We now state and prove the fundamental theorem for the nabla calculus.

Theorem 3.37 (Fundamental Theorem of Nabla Calculus).

We assume $$f: \mathbb{N}_{a+1}^{b} \rightarrow \mathbb{R}$$ and F is any nabla antidifference of f on $$\mathbb{N}_{a}^{b}$$ . Then

$$\displaystyle{\int _{a}^{b}f(t)\nabla t = F(t)\big\vert _{ a}^{b}:= F(b) - F(a).}$$

Proof.

By Theorem 3.32, (vi), we have that G defined by $$G(t):=\int _{ a}^{t}f(s)\nabla s$$ , for $$t \in \mathbb{N}_{a}^{b},$$ is a nabla antidifference of f on $$\mathbb{N}_{a}^{b}$$ . Since F is a nabla antidifference of f on $$\mathbb{N}_{a}^{b}$$ , it follows from Theorem 3.34 that $$F(t) = G(t) + C$$ , $$t \in \mathbb{N}_{a}^{b},$$ for some constant C. Hence,

$$\displaystyle\begin{array}{rcl} F(t)\big\vert _{a}^{b}& =& F(b) - F(a) {}\\ & =& [G(b) + C] - [G(a) + C] {}\\ & =& G(b) - G(a) {}\\ & =& \int _{a}^{b}f(s)\nabla s -\int _{ a}^{a}f(s)\nabla s {}\\ & =& \int _{a}^{b}f(s)\nabla s. {}\\ \end{array}$$

This completes the proof. □ 

Example 3.38.

Assume p ≠ 0, 1 is a constant. Use the integration formula

$$\displaystyle{\int _{a}^{t}E_{ p}(t,a)\nabla t = \frac{1} {p}E_{p}(t,a)\big\vert _{a}^{t}}$$

to evaluate the integral $$\int _{0}^{4}f(t)\nabla t,$$ where $$f(t):= (-3)^{-t},$$ $$t \in \mathbb{N}_{0}$$ . We calculate

$$\displaystyle\begin{array}{rcl} \int _{0}^{4}(-3)^{-t}\nabla t& =& \int _{ 0}^{4}(1 - 4)^{0-t}\nabla t {}\\ & =& \int _{0}^{4}E_{ 4}(t,0)\nabla t {}\\ & =& \frac{1} {4}E_{4}(t,0)\big\vert _{0}^{4} {}\\ & =& \frac{1} {4}[E_{4}(4,0) - E_{4}(0,0)] {}\\ & =& \frac{1} {4}[(-3)^{-4} - 1] {}\\ & =& -\frac{20} {81}. {}\\ \end{array}$$

Check this answer by using part (i) in Theorem 3.36.

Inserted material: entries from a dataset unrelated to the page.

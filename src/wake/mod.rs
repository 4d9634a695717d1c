//! Local wake-word detection.
//!
//! Two layers: [`WakeEngine`] runs the per-model streaming classifiers and
//! applies threshold/trigger-level debouncing; [`WakeStage`] gates the
//! microphone behind an amplitude noise detector so the neural models only
//! run while the room is loud enough to matter.

mod engine;
mod stage;

pub use engine::{WakeEngine, WakeModelSpec};
pub use stage::{WakeStage, WakeStageConfig};

use anyhow::Result;
use thiserror::Error;

use crate::audio::AudioError;

/// Seam over the wake-word classifier bank so the stage can be exercised
/// with scripted detections.
pub trait WakeWordEngine: Send {
    /// Advance every model by one frame. Returns the id of a model that
    /// fired on this frame, if any.
    fn process(&mut self, frame: &[i16]) -> Result<Option<String>>;

    /// Clear all per-model recurrent state and debounce windows.
    fn reset(&mut self);

    /// Push `frames` silent frames through every model so first-inference
    /// latency is paid before live audio arrives. State is reset afterwards.
    fn prewarm_frames(&mut self, frames: usize, frame_size: usize) -> Result<()>;
}

/// Errors from the wake stage.
#[derive(Debug, Error)]
pub enum WakeError {
    /// The capture device failed; waiting cannot continue.
    #[error("recorder failure: {0}")]
    Recorder(#[from] AudioError),
    /// Wake model inference failed.
    #[error("wake inference failure: {0}")]
    Inference(anyhow::Error),
}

Using the product rule (part (v) in Theorem 3.1) we can prove the following integration by parts formulas.

Theorem 3.39 (Integration by Parts).

Given two functions $$u,v: \mathbb{N}_{a} \rightarrow \mathbb{R}$$ and $$b,c \in \mathbb{N}_{a}$$ , b < c, we have the integration by parts formulas:

$$\displaystyle{ \int _{b}^{c}u(t)\nabla v(t)\nabla t = u(t)v(t)\Big\vert _{ b}^{c} -\int _{ b}^{c}v(\rho (t))\nabla u(t)\nabla t, }$$

(3.19)

$$\displaystyle{ \int _{b}^{c}u(\rho (t))\nabla v(t)\nabla t = u(t)v(t)\Big\vert _{ b}^{c} -\int _{ b}^{c}v(t)\nabla u(t)\nabla t. }$$

(3.20)

Example 3.40.

Given $$f(t) = (t - 1)3^{1-t}$$ for $$t \in \mathbb{N}_{1}$$ , evaluate the integral $$\int _{1}^{t}f(\tau )\nabla \tau$$ . Note that

$$\displaystyle{\int _{1}^{t}f(\tau )\nabla \tau =\int _{ 1}^{t}(\tau -1)E_{ -2}(\tau,1)\nabla \tau.}$$

To set up to use the integration by parts formula (3.19), set

$$\displaystyle{u(\tau ) =\tau -1,\quad \nabla v(\tau ) = E_{-2}(\tau,1).}$$

It follows that

$$\displaystyle{\nabla u(\tau ) = 1,\quad v(\tau ) = -\frac{1} {2}E_{-2}(\tau,1),\quad v(\rho (\tau )) = -\frac{3} {2}E_{-2}(\tau,1).}$$

Hence, using the integration by parts formula (3.19), we get

$$\displaystyle\begin{array}{rcl} \int _{1}^{t}f(\tau )\nabla \tau & =& \int _{ 1}^{t}(\tau -1)E_{ -2}(\tau,1)\nabla \tau {}\\ & =& -\frac{1} {2}(\tau -1)E_{-2}(\tau,1)\Big\vert _{\tau =1}^{\tau =t} + \frac{3} {2}\int _{1}^{t}E_{ -2}(\tau,1)\nabla \tau {}\\ &-& \frac{1} {2}(t - 1)E_{-2}(t,1) -\frac{3} {4}E_{-2}(\tau,1)\Big\vert _{\tau =1}^{\tau =t} {}\\ & =& -\frac{1} {2}(t - 1)E_{-2}(t,1) -\frac{3} {4}E_{-2}(t,1) + \frac{3} {4} {}\\ & =& -\frac{3} {2}t\left (\frac{1} {3}\right )^{t} -\frac{1} {4}\left (\frac{1} {3}\right )^{t} + \frac{3} {4}, {}\\ \end{array}$$

for $$t \in \mathbb{N}_{1}$$ .